_Records for the exercise_
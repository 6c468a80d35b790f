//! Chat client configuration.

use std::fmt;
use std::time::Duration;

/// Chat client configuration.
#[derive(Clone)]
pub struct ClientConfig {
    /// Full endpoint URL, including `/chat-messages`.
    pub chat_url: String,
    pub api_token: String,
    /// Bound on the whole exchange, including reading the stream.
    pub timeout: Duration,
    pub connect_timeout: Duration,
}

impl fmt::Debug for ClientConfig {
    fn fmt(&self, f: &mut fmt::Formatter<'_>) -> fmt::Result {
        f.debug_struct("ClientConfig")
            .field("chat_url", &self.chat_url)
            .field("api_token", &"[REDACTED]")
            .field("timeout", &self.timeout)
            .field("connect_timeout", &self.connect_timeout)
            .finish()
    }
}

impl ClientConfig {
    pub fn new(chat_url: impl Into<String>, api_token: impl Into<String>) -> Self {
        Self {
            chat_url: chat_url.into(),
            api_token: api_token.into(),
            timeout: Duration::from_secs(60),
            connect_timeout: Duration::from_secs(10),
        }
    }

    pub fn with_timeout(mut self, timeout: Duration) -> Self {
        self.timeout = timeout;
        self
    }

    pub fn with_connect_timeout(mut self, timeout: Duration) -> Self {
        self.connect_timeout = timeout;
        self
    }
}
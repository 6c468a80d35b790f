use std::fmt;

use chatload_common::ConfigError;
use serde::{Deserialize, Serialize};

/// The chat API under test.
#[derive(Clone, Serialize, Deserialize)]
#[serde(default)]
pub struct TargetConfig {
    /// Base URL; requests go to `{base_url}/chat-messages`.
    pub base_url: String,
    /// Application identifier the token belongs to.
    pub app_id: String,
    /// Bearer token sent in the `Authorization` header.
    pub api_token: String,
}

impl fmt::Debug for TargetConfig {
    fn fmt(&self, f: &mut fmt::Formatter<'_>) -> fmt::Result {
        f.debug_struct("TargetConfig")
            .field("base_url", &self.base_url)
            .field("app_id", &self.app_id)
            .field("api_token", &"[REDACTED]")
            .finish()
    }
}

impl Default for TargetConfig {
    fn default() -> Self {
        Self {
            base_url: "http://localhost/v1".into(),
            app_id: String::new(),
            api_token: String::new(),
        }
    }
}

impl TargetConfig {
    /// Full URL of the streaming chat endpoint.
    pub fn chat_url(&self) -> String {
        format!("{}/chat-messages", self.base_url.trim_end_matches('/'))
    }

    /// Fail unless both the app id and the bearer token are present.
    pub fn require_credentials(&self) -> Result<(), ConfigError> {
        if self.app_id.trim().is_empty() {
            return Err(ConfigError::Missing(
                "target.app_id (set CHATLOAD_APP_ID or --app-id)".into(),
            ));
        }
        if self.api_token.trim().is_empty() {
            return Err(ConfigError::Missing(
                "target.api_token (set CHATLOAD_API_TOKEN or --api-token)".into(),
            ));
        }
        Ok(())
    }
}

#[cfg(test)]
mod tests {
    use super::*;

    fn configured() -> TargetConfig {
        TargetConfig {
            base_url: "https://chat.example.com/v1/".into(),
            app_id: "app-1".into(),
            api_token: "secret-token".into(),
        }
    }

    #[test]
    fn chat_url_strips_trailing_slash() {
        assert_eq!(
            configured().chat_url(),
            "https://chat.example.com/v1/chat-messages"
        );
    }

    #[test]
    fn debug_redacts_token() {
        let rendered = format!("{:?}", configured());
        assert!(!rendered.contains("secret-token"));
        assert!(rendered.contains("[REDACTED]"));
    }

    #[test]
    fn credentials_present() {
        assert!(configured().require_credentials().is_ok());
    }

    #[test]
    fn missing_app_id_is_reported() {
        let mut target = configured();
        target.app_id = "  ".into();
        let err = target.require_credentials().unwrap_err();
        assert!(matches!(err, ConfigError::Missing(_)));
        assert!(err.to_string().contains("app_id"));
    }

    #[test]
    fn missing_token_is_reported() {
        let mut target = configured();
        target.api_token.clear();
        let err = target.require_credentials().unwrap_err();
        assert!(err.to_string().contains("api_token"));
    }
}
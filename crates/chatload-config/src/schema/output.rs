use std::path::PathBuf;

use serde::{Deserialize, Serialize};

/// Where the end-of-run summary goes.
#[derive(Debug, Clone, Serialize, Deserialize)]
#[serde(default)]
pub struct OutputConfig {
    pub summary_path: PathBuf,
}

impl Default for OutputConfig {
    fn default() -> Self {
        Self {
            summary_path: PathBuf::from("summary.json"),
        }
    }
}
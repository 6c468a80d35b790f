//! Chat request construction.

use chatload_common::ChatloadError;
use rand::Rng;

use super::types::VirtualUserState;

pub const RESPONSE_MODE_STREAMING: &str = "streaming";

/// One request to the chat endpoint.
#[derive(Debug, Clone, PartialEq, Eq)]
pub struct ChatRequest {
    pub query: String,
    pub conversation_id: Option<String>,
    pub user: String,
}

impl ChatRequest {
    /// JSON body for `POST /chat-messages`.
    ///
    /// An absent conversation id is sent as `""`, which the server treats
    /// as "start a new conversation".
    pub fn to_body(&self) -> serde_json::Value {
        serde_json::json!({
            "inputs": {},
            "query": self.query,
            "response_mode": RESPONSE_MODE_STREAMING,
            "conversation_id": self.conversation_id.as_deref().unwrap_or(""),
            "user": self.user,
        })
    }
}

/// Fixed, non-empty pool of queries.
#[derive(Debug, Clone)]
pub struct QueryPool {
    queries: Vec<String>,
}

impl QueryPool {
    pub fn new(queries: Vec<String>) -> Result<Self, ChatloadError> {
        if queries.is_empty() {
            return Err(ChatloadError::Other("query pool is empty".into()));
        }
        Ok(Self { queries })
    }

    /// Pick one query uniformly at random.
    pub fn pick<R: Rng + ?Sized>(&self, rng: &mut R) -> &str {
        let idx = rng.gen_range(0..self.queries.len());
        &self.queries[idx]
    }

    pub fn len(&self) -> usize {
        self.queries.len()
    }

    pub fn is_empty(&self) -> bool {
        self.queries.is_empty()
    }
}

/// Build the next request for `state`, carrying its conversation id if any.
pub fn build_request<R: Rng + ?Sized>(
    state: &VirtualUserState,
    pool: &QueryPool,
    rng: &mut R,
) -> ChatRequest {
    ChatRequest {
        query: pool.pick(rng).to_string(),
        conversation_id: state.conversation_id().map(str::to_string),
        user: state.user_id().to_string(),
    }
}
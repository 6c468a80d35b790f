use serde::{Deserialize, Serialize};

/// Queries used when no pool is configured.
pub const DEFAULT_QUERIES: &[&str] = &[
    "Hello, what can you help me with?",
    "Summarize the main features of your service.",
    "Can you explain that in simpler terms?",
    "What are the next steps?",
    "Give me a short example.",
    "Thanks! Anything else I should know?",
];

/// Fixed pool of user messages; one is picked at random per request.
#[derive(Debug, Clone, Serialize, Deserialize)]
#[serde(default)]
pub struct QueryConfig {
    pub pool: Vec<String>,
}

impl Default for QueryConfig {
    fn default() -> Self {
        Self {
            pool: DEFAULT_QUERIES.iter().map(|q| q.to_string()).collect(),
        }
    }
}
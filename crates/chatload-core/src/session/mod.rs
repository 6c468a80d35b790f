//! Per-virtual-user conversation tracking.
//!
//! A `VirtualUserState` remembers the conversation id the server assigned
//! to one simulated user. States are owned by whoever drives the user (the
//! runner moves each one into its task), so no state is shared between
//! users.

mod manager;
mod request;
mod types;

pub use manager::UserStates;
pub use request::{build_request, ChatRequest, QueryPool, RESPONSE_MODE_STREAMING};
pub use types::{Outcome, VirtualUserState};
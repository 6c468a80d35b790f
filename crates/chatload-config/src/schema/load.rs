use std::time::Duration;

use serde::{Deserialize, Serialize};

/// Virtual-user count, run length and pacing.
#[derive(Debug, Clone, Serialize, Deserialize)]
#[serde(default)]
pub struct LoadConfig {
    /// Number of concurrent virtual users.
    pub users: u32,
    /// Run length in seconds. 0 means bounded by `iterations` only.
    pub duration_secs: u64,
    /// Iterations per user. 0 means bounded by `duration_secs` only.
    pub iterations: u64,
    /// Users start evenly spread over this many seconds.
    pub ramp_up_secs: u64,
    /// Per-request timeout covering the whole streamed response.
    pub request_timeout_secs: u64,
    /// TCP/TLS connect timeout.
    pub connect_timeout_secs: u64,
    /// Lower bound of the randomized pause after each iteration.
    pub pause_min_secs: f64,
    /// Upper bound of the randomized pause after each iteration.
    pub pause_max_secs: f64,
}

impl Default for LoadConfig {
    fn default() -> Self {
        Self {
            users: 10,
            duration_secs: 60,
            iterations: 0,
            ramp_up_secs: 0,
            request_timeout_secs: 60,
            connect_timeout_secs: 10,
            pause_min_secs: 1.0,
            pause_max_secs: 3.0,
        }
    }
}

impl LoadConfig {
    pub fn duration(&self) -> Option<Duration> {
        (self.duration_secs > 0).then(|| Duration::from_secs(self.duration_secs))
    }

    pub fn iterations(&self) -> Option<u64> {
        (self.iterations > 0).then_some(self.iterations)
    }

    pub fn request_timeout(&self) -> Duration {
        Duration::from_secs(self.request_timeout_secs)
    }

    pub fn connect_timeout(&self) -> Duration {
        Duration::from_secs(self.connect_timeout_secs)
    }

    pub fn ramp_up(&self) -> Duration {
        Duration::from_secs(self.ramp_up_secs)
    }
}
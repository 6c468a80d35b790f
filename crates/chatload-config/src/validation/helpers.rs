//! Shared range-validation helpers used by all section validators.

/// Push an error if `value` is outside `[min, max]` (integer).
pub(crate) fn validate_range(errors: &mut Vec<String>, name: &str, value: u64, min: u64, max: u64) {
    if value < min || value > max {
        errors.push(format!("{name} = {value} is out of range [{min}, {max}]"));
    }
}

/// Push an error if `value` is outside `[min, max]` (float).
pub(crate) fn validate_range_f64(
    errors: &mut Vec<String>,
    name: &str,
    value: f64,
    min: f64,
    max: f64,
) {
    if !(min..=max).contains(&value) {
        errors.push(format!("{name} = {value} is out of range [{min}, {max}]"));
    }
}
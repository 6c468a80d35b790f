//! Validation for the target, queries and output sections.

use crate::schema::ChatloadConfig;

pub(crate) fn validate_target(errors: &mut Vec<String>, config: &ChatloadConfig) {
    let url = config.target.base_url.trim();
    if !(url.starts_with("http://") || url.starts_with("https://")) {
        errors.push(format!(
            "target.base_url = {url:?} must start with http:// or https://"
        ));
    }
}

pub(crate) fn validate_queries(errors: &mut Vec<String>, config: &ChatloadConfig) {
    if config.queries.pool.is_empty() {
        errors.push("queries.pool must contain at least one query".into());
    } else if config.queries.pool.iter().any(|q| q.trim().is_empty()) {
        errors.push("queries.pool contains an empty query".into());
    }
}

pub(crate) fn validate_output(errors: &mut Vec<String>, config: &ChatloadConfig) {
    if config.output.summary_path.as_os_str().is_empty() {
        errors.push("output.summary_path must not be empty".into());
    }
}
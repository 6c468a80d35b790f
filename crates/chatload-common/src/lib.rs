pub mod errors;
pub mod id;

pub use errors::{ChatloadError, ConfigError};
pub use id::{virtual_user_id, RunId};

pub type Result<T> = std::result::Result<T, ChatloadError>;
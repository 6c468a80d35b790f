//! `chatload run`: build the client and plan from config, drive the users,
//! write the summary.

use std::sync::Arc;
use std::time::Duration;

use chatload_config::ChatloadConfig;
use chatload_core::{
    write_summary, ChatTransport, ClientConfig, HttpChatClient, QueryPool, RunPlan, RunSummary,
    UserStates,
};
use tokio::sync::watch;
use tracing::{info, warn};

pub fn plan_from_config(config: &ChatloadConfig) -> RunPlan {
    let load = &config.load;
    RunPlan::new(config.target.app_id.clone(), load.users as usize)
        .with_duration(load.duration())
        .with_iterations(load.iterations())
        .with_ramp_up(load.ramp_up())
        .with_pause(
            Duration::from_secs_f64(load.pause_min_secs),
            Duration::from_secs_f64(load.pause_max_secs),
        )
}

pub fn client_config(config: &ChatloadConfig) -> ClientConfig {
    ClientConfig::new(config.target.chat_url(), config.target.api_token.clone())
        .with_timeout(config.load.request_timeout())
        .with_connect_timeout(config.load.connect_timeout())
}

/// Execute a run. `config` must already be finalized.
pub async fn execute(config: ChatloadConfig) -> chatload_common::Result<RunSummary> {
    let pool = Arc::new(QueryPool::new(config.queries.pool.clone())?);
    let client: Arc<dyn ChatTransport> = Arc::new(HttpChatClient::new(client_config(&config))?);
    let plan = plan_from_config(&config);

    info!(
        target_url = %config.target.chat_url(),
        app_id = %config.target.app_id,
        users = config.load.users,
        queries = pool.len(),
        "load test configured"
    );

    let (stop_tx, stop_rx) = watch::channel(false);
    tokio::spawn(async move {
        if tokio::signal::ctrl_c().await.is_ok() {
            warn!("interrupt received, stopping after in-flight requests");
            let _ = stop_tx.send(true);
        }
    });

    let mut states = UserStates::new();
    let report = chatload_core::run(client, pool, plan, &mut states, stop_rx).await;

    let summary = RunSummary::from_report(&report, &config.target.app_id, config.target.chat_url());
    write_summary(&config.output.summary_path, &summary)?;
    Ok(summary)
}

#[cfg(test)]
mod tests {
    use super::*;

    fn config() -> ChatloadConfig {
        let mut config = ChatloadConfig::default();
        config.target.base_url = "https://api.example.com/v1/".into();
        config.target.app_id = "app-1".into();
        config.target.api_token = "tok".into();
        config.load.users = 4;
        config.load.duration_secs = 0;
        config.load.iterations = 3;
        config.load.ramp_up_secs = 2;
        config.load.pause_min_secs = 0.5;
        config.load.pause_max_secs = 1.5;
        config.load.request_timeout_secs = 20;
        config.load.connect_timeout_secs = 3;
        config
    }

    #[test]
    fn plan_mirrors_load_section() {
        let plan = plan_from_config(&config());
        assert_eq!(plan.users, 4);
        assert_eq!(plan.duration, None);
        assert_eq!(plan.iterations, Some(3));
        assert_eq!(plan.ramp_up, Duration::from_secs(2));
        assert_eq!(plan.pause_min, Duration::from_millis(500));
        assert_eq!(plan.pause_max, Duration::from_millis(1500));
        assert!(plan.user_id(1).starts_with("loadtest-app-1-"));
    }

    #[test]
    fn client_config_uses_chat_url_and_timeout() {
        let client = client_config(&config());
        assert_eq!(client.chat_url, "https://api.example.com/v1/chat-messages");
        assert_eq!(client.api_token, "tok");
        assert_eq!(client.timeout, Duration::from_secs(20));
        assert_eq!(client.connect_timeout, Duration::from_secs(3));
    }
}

_Task requirements_
Each line above that includes "RunSummary" should be shown.

_Result of the task_
    write_summary, ChatTransport, ClientConfig, HttpChatClient, QueryPool, RunPlan, RunSummary,
pub async fn execute(config: ChatloadConfig) -> chatload_common::Result<RunSummary> {
    let summary = RunSummary::from_report(&report, &config.target.app_id, config.target.chat_url());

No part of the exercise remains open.